Me quedaba al menos una, en el mejor de los casos, o cuatro en el peor. El silencio se hizo dueño del piso. Habría podido oír a la perfección el vuelo de una mosca. Permanecí en mi puesto, de rodillas, un minuto entero. O me esperaba una trampa o allí no había más gente. Empecé a registrar la casa entera, cuarto por cuarto. Nada.
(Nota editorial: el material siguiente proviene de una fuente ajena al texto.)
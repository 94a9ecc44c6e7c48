//! Property-based invariant tests for the observable dictionary.
//!
//! Arbitrary sequences of add / remove / remove-entry / clear are applied to
//! a dictionary and to a plain `Vec` model. After every step:
//!
//! 1. Entries match the model, in insertion order.
//! 2. `keys()[i]` and `values()[i]` belong to the same entry.
//! 3. `count() == keys().len() == values().len()`.
//! 4. Keys are unique.
//! 5. The count signal fired once per change notification, with the count
//!    the dictionary had at that moment.
//! 6. A read-only view observed exactly the source's notifications.
//! 7. `version()` equals the number of change notifications.
//! 8. No panics on arbitrary operation sequences.

use std::cell::RefCell;
use std::collections::HashSet;
use std::rc::Rc;

use obsdict::{Change, ObservableDictionary, ObservableMapping};
use proptest::prelude::*;

// ── Strategies ────────────────────────────────────────────────────────────

#[derive(Debug, Clone)]
enum Op {
    Add(u8, u8),
    Remove(u8),
    RemoveEntry(u8, u8),
    Clear,
}

// Small key and value domains so overwrites, misses and duplicate values
// are common.
fn op_strategy() -> impl Strategy<Value = Op> {
    prop_oneof![
        6 => (0u8..8, 0u8..3).prop_map(|(k, v)| Op::Add(k, v)),
        3 => (0u8..8).prop_map(Op::Remove),
        2 => (0u8..8, 0u8..3).prop_map(|(k, v)| Op::RemoveEntry(k, v)),
        1 => Just(Op::Clear),
    ]
}

fn ops_strategy(max_len: usize) -> impl Strategy<Value = Vec<Op>> {
    proptest::collection::vec(op_strategy(), 0..=max_len)
}

// ── Model ─────────────────────────────────────────────────────────────────

fn apply_model(model: &mut Vec<(u8, u8)>, op: &Op) {
    match *op {
        Op::Add(k, v) => {
            model.retain(|(mk, _)| *mk != k);
            model.push((k, v));
        }
        Op::Remove(k) => model.retain(|(mk, _)| *mk != k),
        Op::RemoveEntry(k, v) => model.retain(|entry| *entry != (k, v)),
        Op::Clear => model.clear(),
    }
}

fn apply(dict: &ObservableDictionary<u8, u8>, op: &Op) {
    match *op {
        Op::Add(k, v) => dict.add(k, v),
        Op::Remove(k) => {
            dict.remove(&k);
        }
        Op::RemoveEntry(k, v) => {
            dict.remove_entry(&k, &v);
        }
        Op::Clear => dict.clear(),
    }
}

// ── Properties ────────────────────────────────────────────────────────────

proptest! {
    #[test]
    fn matches_model_and_stays_aligned(ops in ops_strategy(64)) {
        let dict = ObservableDictionary::new();
        let mut model = Vec::new();

        for op in &ops {
            apply(&dict, op);
            apply_model(&mut model, op);

            prop_assert_eq!(dict.entries(), model.clone());

            let keys = dict.keys().to_vec();
            let values = dict.values().to_vec();
            prop_assert_eq!(keys.len(), dict.count());
            prop_assert_eq!(values.len(), dict.count());
            for (k, v) in keys.iter().zip(&values) {
                prop_assert_eq!(dict.get(k), Ok(*v));
            }

            let unique: HashSet<u8> = keys.iter().copied().collect();
            prop_assert_eq!(unique.len(), keys.len());
        }
    }

    #[test]
    fn count_signal_once_per_change(ops in ops_strategy(64)) {
        let dict = ObservableDictionary::<u8, u8>::new();
        let probe = dict.clone();
        let changes = Rc::new(RefCell::new(0usize));
        let counts = Rc::new(RefCell::new(Vec::new()));

        let changes_clone = Rc::clone(&changes);
        let _c = dict.subscribe(move |_| *changes_clone.borrow_mut() += 1);
        let counts_clone = Rc::clone(&counts);
        let _n = dict.subscribe_count(move |n| {
            counts_clone.borrow_mut().push((n, probe.count()));
        });

        for op in &ops {
            apply(&dict, op);
        }

        let counts = counts.borrow();
        prop_assert_eq!(counts.len(), *changes.borrow());
        for (signalled, actual) in counts.iter() {
            prop_assert_eq!(signalled, actual);
        }
        prop_assert_eq!(dict.version(), *changes.borrow() as u64);
    }

    #[test]
    fn view_relays_every_notification(ops in ops_strategy(48)) {
        let dict = ObservableDictionary::<u8, u8>::new();
        let view = dict.read_only();
        let source_log: Rc<RefCell<Vec<Change<u8, u8>>>> = Rc::new(RefCell::new(Vec::new()));
        let view_log: Rc<RefCell<Vec<Change<u8, u8>>>> = Rc::new(RefCell::new(Vec::new()));

        let source_clone = Rc::clone(&source_log);
        let _s = dict.subscribe(move |c| source_clone.borrow_mut().push(c.clone()));
        let view_clone = Rc::clone(&view_log);
        let _v = view.subscribe(move |c| view_clone.borrow_mut().push(c.clone()));

        for op in &ops {
            apply(&dict, op);
        }

        let view_log = view_log.borrow();
        let source_log = source_log.borrow();
        prop_assert_eq!(&*view_log, &*source_log);
        prop_assert_eq!(view.entries(), dict.entries());
    }

    #[test]
    fn removal_hint_matches_prior_position(ops in ops_strategy(48), target in 0u8..8) {
        let dict = ObservableDictionary::<u8, u8>::new();
        for op in &ops {
            apply(&dict, op);
        }

        let expected = dict.keys().position(&target);
        let hint = Rc::new(RefCell::new(None));
        let hint_clone = Rc::clone(&hint);
        let _s = dict.subscribe(move |c| *hint_clone.borrow_mut() = c.index());

        let removed = dict.remove(&target);
        prop_assert_eq!(removed, expected.is_some());
        prop_assert_eq!(*hint.borrow(), expected);
    }
}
Iba a salir de casa y pirarme cuando descubrí un pequeño armario empotrado cerca de la entrada. Del armario salían sollozos femeninos. Bueno, lo que me faltaba, joder, me dije. Una puta tía también.
Iba a disparar desde ahí, sin que ella abriera la puerta. Mejor no ver su cara. Si era muy guapa luego tendría su jeta visitándome por las noches, en sueños. Pero al final abrí. La cerradura tenía puesta una llavecita que solo tuve que girar. No os podéis imaginar quién salió de allí.
Era Venus, Afrodita o una mezcla de ambas. Jaja, ¿creéis que no sé que es la misma diosa? ¡Os pillé! Era una broma. No soy ningún paleto, ¿vale? Lo habéis pensado, reconoced que lo habéis pensado. Bueno, eso los que os hayáis dado cuenta. Sí, también me gusta vacilar a la peña.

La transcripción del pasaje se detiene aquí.